На одном из средних ярусов расползлась по холмам крепость Ичери-Шехер, взявшая в оправу шкатулку дворца Ширваншахов; на самом верхнем темнеет тяжелой зеленью кипарисов парк им. Кирова.
После заката опасно гулять по его аллеям. Особенно юношам-чужакам, не владеющим местным диалектом.
Поэтому, став для безопасности немым, я ускоряю шаг.
И еще ускоряю его — мимо компании, расположившейся на последней скамейке аллеи, у самого выхода из кипарисовых сумерек.
Меня окликают.
Я отвечаю по-английски.
Компания выражает сначала смущение, затем восторг.
И смущение, и восторг — варварские.
Меня обжимает гурьба шпаны, усаживает на щербатую скамейку.
Никаких расспросов, мне протягивают сбитую на пятку гильзу „Ялты“, за ней вьется нитка анаши.
Недоуменно затягиваюсь, пыхаю с кашлем — на меня пялится хохот.
Как цыгане — мелко теребя и ощупывая — трогают мою одежду, я отстраняюсь.
Отстранение мое резко, оно задевает.
Ощерившись, у меня отбирают: папиросу, часы, кошелек, альбом, карандаш, носовой платок и дыханье.
В карманах оказывается ничего. Вывернутые — жалкие, как обмотки на подрезанных щенячьих ушах, я тщательно заправляю их и по-английски требую вернуть мои вещи.
Невнимание. Про себя вижу, как прорезь в печени от скользкой финки постепенно вместе с кровью переливается в глухоту.
Потеря сознания почему-то мной связывается с тишиной, которой оглушительно накрывает гребень прибоя.
Примерный перевод того, что слышу: „Сейчас мы покоцаем этого фраера и наконец-то поужинаем. Вагиф, сгоняй-ка за фуртухой“.
Что такое „фуртуха“, мне не известно.
Я ложусь на землю, вспомнив, что собаки на лежачего не нападают.
Мягкий песок под щекой тепел, я вжимаюсь в него, становлюсь неровностью дорожки. Прокатись по мне сейчас велосипед, мой хребет показался бы его шинам легкой встряской на ухабе.
Лежа, я то представляю, как мои части уже движутся по кишечнику хулиганской злости, то — как они еще жарятся, насажанные на эту самую фуртуху. Я ненавижу загадочную фуртуху, хотя догадываюсь, что она ко мне равнодушна.
Я уверен, меня съедят.
Главарь еще что-то деловито наказывает посыльному Вагифу, но мне уже ясно, что мое лежание им вот-вот станет невмоготу.

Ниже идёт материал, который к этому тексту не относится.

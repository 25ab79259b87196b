// src/data/loader.rs

use crate::errors::{AppError, AppResult};
use crate::models::row::Row;
use std::collections::HashSet;
use std::fs::File;
use std::io::BufReader;
use std::path::Path;
use tracing::info;

/// Supported dataset layouts, chosen from the file extension.
#[derive(Debug, Clone, Copy, PartialEq, Eq)]
pub enum DataFormat {
    /// `[{"id": 1, "eventTimestamp": "2021-03-01T10:00:00Z"}, ...]`
    Json,
    /// `id,eventTimestamp` header followed by one row per line
    Csv,
}

impl DataFormat {
    pub fn from_path(path: &Path) -> AppResult<Self> {
        let ext = path
            .extension()
            .and_then(|e| e.to_str())
            .map(|e| e.to_ascii_lowercase());

        match ext.as_deref() {
            Some("json") => Ok(DataFormat::Json),
            Some("csv") => Ok(DataFormat::Csv),
            _ => Err(AppError::Data(format!(
                "unsupported dataset extension: {}",
                path.display()
            ))),
        }
    }
}

/// Load every row of a dataset once. Ids must be unique.
pub fn load_rows(path: &Path) -> AppResult<Vec<Row>> {
    let format = DataFormat::from_path(path)?;
    let file = File::open(path)?;

    let rows: Vec<Row> = match format {
        DataFormat::Json => serde_json::from_reader(BufReader::new(file))?,
        DataFormat::Csv => {
            let mut rdr = csv::Reader::from_reader(BufReader::new(file));
            rdr.deserialize().collect::<Result<Vec<Row>, csv::Error>>()?
        }
    };

    let mut seen = HashSet::with_capacity(rows.len());
    for row in &rows {
        if !seen.insert(row.id) {
            return Err(AppError::Data(format!("duplicate row id {}", row.id)));
        }
    }

    info!(rows = rows.len(), path = %path.display(), ?format, "dataset loaded");
    Ok(rows)
}
use clap::Args;
use console::style;
use shelfsort_lib::util::{
    create_progress_bar, create_spinner, format_bytes, format_duration, format_rate,
};
use shelfsort_lib::{FileOutcome, Result, ScanOptions, SortOptions, SortReport, Sorter};
use std::path::PathBuf;
use std::time::Duration;

#[derive(Args)]
pub struct SortArgs {
    #[arg(long, short = 'c', help = "Path to group config (YAML or TOML)")]
    pub config: Option<PathBuf>,

    #[arg(long, short = 's', default_value = ".", help = "Source directory")]
    pub src: PathBuf,

    #[arg(long, short = 'd', default_value = "./sorted", help = "Destination directory")]
    pub dst: PathBuf,

    #[arg(long, help = "Log what would happen without touching any file")]
    pub dry_run: bool,

    #[arg(long = "move", help = "Delete sources after they were placed")]
    pub move_files: bool,

    #[arg(long, help = "Verify primary copies with BLAKE3")]
    pub verify: bool,

    #[arg(long, help = "Ignore dot-files and dot-directories")]
    pub skip_hidden: bool,

    #[arg(long, help = "Follow symlinked directories")]
    pub follow_symlinks: bool,

    #[arg(long, help = "Maximum directory depth to descend")]
    pub max_depth: Option<usize>,

    #[arg(long, help = "Print the run report as JSON")]
    pub json: bool,
}

pub fn handle_sort_command(args: SortArgs, verbose: bool, quiet: bool) -> Result<()> {
    let forest = super::load_forest(args.config)?;

    let options = SortOptions {
        src_dir: args.src,
        dst_dir: args.dst,
        dry_run: args.dry_run,
        move_sources: args.move_files,
        verify_hashes: args.verify,
        scan: ScanOptions {
            follow_symlinks: args.follow_symlinks,
            max_depth: args.max_depth,
            include_hidden: !args.skip_hidden,
            exclude_dirs: Vec::new(),
        },
    };

    if !quiet {
        println!(
            "{} Sorting {} -> {}{}",
            style(">>>").cyan(),
            options.src_dir.display(),
            options.dst_dir.display(),
            if options.dry_run { " (dry run)" } else { "" }
        );
    }

    let show_progress = !verbose && !quiet && !args.json;
    let mut sorter = Sorter::new(&forest, options);
    if !sorter.hardlinks_supported() && !quiet {
        println!(
            "{} Source and destination are on different volumes, secondary placements will be copies",
            style("!").yellow()
        );
    }

    let spinner = show_progress.then(|| create_spinner("Scanning source files"));
    let files = sorter.scan()?;
    if let Some(spinner) = spinner {
        spinner.finish_and_clear();
    }

    let pb = show_progress.then(|| create_progress_bar(files.len() as u64));

    for file in &files {
        if let Some(pb) = &pb {
            pb.set_message(file.file_name.clone());
        }
        let outcome = sorter.sort_file(file);
        if let Some(pb) = &pb {
            pb.inc(1);
        }

        if verbose {
            match outcome {
                FileOutcome::Placed(placement) => {
                    let links: Vec<String> = placement
                        .secondaries
                        .iter()
                        .map(|id| forest.display_name(*id))
                        .collect();
                    println!(
                        "  {}: {} -> {}{}",
                        style("✓").green(),
                        file.relative_path.display(),
                        forest.display_name(placement.primary),
                        if links.is_empty() {
                            String::new()
                        } else {
                            format!(" (+ {})", links.join(", "))
                        }
                    );
                }
                FileOutcome::Unmatched => {
                    println!(
                        "  {}: {} (no matching group)",
                        style("·").dim(),
                        file.relative_path.display()
                    );
                }
                FileOutcome::Failed(e) => {
                    println!(
                        "  {}: {} ({})",
                        style("✗").red(),
                        file.relative_path.display(),
                        e
                    );
                }
            }
        }
    }

    if let Some(pb) = pb {
        pb.finish_and_clear();
    }

    let report = sorter.finish();

    if args.json {
        println!("{}", serde_json::to_string_pretty(&report)?);
    } else if !quiet {
        print_summary(&report);
    }

    Ok(())
}

fn print_summary(report: &SortReport) {
    let stats = &report.distribution;

    println!("\n{} Sort complete", style("✓").green());
    println!("  Files scanned: {}", style(report.files_seen).cyan());
    println!("  Sorted: {}", style(report.matched).green());
    println!("  Unmatched: {}", style(report.unmatched).yellow());
    println!(
        "  Copies: {} ({})",
        stats.primary_copies,
        format_bytes(stats.bytes_copied)
    );
    println!("  Hardlinks: {}", stats.hardlinks);
    if stats.copy_fallbacks > 0 {
        println!("  Copied instead of linked: {}", stats.copy_fallbacks);
    }
    if stats.failed > 0 {
        println!("  Failed: {}", style(stats.failed).red());
    }
    if stats.deleted > 0 || stats.delete_failures > 0 {
        println!("  Sources deleted: {}", stats.deleted);
    }
    if stats.delete_failures > 0 {
        println!("  Delete failures: {}", style(stats.delete_failures).red());
    }
    if report.scan.errors > 0 {
        println!("  Unreadable entries: {}", style(report.scan.errors).red());
    }
    let elapsed = Duration::from_millis(report.elapsed_ms);
    println!(
        "  Elapsed: {} ({})",
        format_duration(elapsed),
        format_rate(report.files_seen, elapsed)
    );

    if report.dry_run {
        println!("\n{}", style("Dry run: no files were changed").yellow());
    }
}
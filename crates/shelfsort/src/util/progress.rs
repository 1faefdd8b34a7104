use indicatif::{ProgressBar, ProgressStyle};
use std::time::Duration;

/// Per-file bar for a sort run; the message shows the file being placed.
pub fn create_progress_bar(total: u64) -> ProgressBar {
    let pb = ProgressBar::new(total);
    let style = ProgressStyle::default_bar()
        .template("{spinner:.green} [{elapsed_precise}] [{bar:40.cyan/blue}] {pos}/{len} {wide_msg}")
        .unwrap_or_else(|_| ProgressStyle::default_bar())
        .progress_chars("#>-");
    pb.set_style(style);
    pb
}

/// Ticking spinner for the source walk, which reports no total up front.
pub fn create_spinner(message: &str) -> ProgressBar {
    let spinner = ProgressBar::new_spinner();
    spinner.set_style(
        ProgressStyle::default_spinner()
            .template("{spinner:.green} {msg} ({elapsed})")
            .unwrap_or_else(|_| ProgressStyle::default_spinner()),
    );
    spinner.set_message(message.to_string());
    spinner.enable_steady_tick(Duration::from_millis(120));
    spinner
}
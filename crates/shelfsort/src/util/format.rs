use std::time::Duration;

const UNITS: [&str; 4] = ["KB", "MB", "GB", "TB"];

/// Binary-prefixed size, two decimals above 1 KB.
pub fn format_bytes(bytes: u64) -> String {
    if bytes < 1024 {
        return format!("{} B", bytes);
    }
    let mut value = bytes as f64 / 1024.0;
    let mut unit = 0;
    while value >= 1024.0 && unit < UNITS.len() - 1 {
        value /= 1024.0;
        unit += 1;
    }
    format!("{:.2} {}", value, UNITS[unit])
}

/// Run time for the summary; sub-second runs are shown in milliseconds.
pub fn format_duration(duration: Duration) -> String {
    let secs = duration.as_secs();
    match (secs / 3600, (secs % 3600) / 60, secs % 60) {
        (0, 0, 0) => format!("{}ms", duration.as_millis()),
        (0, 0, s) => format!("{}.{}s", s, duration.subsec_millis() / 100),
        (0, m, s) => format!("{}m {}s", m, s),
        (h, m, s) => format!("{}h {}m {}s", h, m, s),
    }
}

/// Files handled per second, for the sort summary.
pub fn format_rate(files: usize, duration: Duration) -> String {
    let secs = duration.as_secs_f64();
    if secs <= 0.0 {
        return format!("{} files", files);
    }
    format!("{:.1} files/s", files as f64 / secs)
}
use crate::error::{Result, SortError};
use std::fs::File;
use std::io::{BufReader, Read};
use std::path::Path;

pub fn compute_blake3_hash<P: AsRef<Path>>(path: P) -> Result<String> {
    let path = path.as_ref();
    let file = File::open(path).map_err(|e| {
        log::error!("Failed to open file for hashing: {}: {}", path.display(), e);
        e
    })?;

    let mut reader = BufReader::new(file);
    let mut hasher = blake3::Hasher::new();
    let mut buffer = [0u8; 8192];

    loop {
        let bytes_read = reader.read(&mut buffer)?;
        if bytes_read == 0 {
            break;
        }
        hasher.update(&buffer[..bytes_read]);
    }

    Ok(hasher.finalize().to_hex().to_string())
}

/// Check that `copy` holds the same bytes as `original`.
pub fn verify_copy<S: AsRef<Path>, D: AsRef<Path>>(original: S, copy: D) -> Result<()> {
    let expected = compute_blake3_hash(original)?;
    let actual = compute_blake3_hash(copy.as_ref())?;

    if !expected.eq_ignore_ascii_case(&actual) {
        return Err(SortError::HashMismatch {
            path: copy.as_ref().to_path_buf(),
            expected,
            actual,
        });
    }

    Ok(())
}
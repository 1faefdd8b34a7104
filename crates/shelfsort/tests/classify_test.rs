mod common;

use common::*;
use shelfsort_lib::*;

fn primary_of(forest: &GroupForest, name: &str) -> Option<String> {
    explain(&Classifier::new(forest), name).primary
}

#[test]
fn test_demo_config_loads() {
    let forest = demo_forest();

    let roots: Vec<String> = forest
        .roots()
        .iter()
        .map(|id| forest.display_name(*id))
        .collect();
    assert_eq!(roots, vec!["IT", "Science", "Kids", "Arts", "Literature"]);
    assert!(forest.find("IT/Programming/C++").is_some());
    assert!(forest.find("Science/Biology/For_Kids").is_some());
    assert!(forest.pattern_warnings().is_empty());
}

#[test]
fn test_regex_rule_classifies_cpp_book() {
    let forest = demo_forest();
    let decision = explain(&Classifier::new(&forest), "Modern_C++_Design.pdf");

    assert_eq!(decision.normalized, "modern c++ design");
    assert_eq!(decision.matches, vec!["IT/Programming/C++"]);
    assert_eq!(decision.primary.as_deref(), Some("IT/Programming/C++"));
    assert!(decision.secondaries.is_empty());
}

#[test]
fn test_exclude_routes_to_sibling_group() {
    let forest = demo_forest();
    let decision = explain(&Classifier::new(&forest), "Office_on_Linux.pdf");

    assert_eq!(decision.matches, vec!["IT/Systems/Linux"]);
}

#[test]
fn test_child_claims_file_before_parent() {
    let forest = demo_forest();

    assert_eq!(
        primary_of(&forest, "Biology_for_kids.pdf").as_deref(),
        Some("Science/Biology/For_Kids")
    );
    assert_eq!(
        primary_of(&forest, "Biology_Textbook.djvu").as_deref(),
        Some("Science/Biology")
    );
}

#[test]
fn test_multiple_groups_ordered_by_priority() {
    let forest = demo_forest();
    let decision = explain(&Classifier::new(&forest), "Python_for_Kids_Stories.pdf");

    // Kids has the longest rule ("Fairy_tales").
    assert_eq!(decision.primary.as_deref(), Some("Kids"));
    assert_eq!(
        decision.secondaries,
        vec!["Science/Biology/For_Kids", "IT/Programming/Python"]
    );
}

#[test]
fn test_cyrillic_names_match() {
    let forest = demo_forest();

    assert_eq!(
        primary_of(&forest, "Физика_для_всех.pdf").as_deref(),
        Some("Science/Physics")
    );
}

#[test]
fn test_unmatched_name_has_no_placement() {
    let forest = demo_forest();
    let decision = explain(&Classifier::new(&forest), "holiday_receipts.txt");

    assert!(decision.matches.is_empty());
    assert!(decision.primary.is_none());
}

#[test]
fn test_wildcard_rule_priority_uses_longest_alternative() {
    let forest = forest_from_yaml(
        r#"
groups:
  - name: Web
    include: "PHP*MySQL|PHP"
  - name: Databases
    include: [MySQL]
"#,
    );
    let decision = explain(&Classifier::new(&forest), "PHP-and-MySQL tutorial.pdf");

    assert_eq!(decision.normalized, "php and mysql tutorial");
    assert_eq!(decision.primary.as_deref(), Some("Web"));
    assert_eq!(decision.secondaries, vec!["Databases"]);
}
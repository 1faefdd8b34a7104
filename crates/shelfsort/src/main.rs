mod cli;

use clap::Parser;
use shelfsort_lib::util::init_logging;
use shelfsort_lib::Result;

fn main() -> Result<()> {
    let cli = cli::Cli::parse();

    init_logging(&cli.effective_log_level(), cli.log.as_deref())?;

    match cli.command {
        cli::Commands::Sort(args) => cli::sort::handle_sort_command(args, cli.verbose, cli.quiet),

        cli::Commands::Explain {
            config,
            names,
            json,
        } => cli::explain::handle_explain_command(config, &names, json),

        cli::Commands::Groups { config } => cli::groups::handle_groups_command(config),

        cli::Commands::DemoConfig { output, force } => {
            cli::demo::handle_demo_config_command(&output, force, cli.quiet)
        }
    }
}
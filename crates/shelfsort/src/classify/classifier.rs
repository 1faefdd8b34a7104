//! Descendant-first matching of file names against the group forest.

use crate::classify::group::{GroupForest, GroupId};
use crate::classify::pattern::normalize;
use std::path::Path;

/// Normalized stem of a file name: directory and last extension removed.
pub fn normalized_stem(file_name: &str) -> String {
    let path = Path::new(file_name);
    let stem = path
        .file_stem()
        .map(|s| s.to_string_lossy())
        .unwrap_or_else(|| file_name.into());
    normalize(&stem)
}

/// Read-only classifier over a built forest. Cheap to create, safe to share.
#[derive(Debug, Clone, Copy)]
pub struct Classifier<'a> {
    forest: &'a GroupForest,
}

impl<'a> Classifier<'a> {
    pub fn new(forest: &'a GroupForest) -> Self {
        Self { forest }
    }

    pub fn forest(&self) -> &'a GroupForest {
        self.forest
    }

    /// Every group the file belongs to, in root declaration order.
    ///
    /// Only the name is used; the extension is stripped before matching.
    pub fn match_file(&self, file_name: &str) -> Vec<GroupId> {
        self.match_normalized(&normalized_stem(file_name))
    }

    /// Same as [`match_file`](Self::match_file) for text that is already normalized.
    pub fn match_normalized(&self, normalized: &str) -> Vec<GroupId> {
        let mut matches = Vec::new();
        for root in self.forest.roots() {
            self.collect(*root, normalized, &mut matches);
        }
        matches
    }

    /// Matches within the subtree rooted at `id`.
    pub fn match_group(&self, normalized: &str, id: GroupId) -> Vec<GroupId> {
        let mut matches = Vec::new();
        self.collect(id, normalized, &mut matches);
        matches
    }

    fn collect(&self, id: GroupId, normalized: &str, matches: &mut Vec<GroupId>) {
        let before = matches.len();
        let group = self.forest.get(id);

        for sub in &group.subgroups {
            self.collect(*sub, normalized, matches);
        }

        // A matching descendant always wins over its ancestors.
        if matches.len() == before && group.matches_directly(normalized) {
            matches.push(id);
        }
    }
}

Вагиф, выслушав и покорно кивнув, воровато шныряет в глубь парка, пропадая за кустами белой, белым прахом цвета осыпающейся акации.
Мне хочется запеть „Интернационал“.
Меня снова усаживают. Объясняют: среди них есть художник-любитель, сейчас он покажет свою искусность: он срисует мой профиль.
Своей неподвижностью я выражаю презрение: моя неподвижность ждет, когда ей будут возвращены мои вещи.
Они решают, что я позирую.
Я — позер: вместо того чтоб дать деру целым, жду, когда мне вернут то, что мне ценно.
Ценно: не целлюлоза альбомных листов или углерод карандаша, но Облако. Облако впечатления, которое я повстречал, бродя утром по городу. Как след чудесного уличного знакомства справа-налево я черкнул в альбоме московский телефон. Но прежде — навсегда запомнил. Однако допустить осквернения — оставить в руках неприятеля, хотя и в виде шифра, координаты цели было невозможно. Я ждал.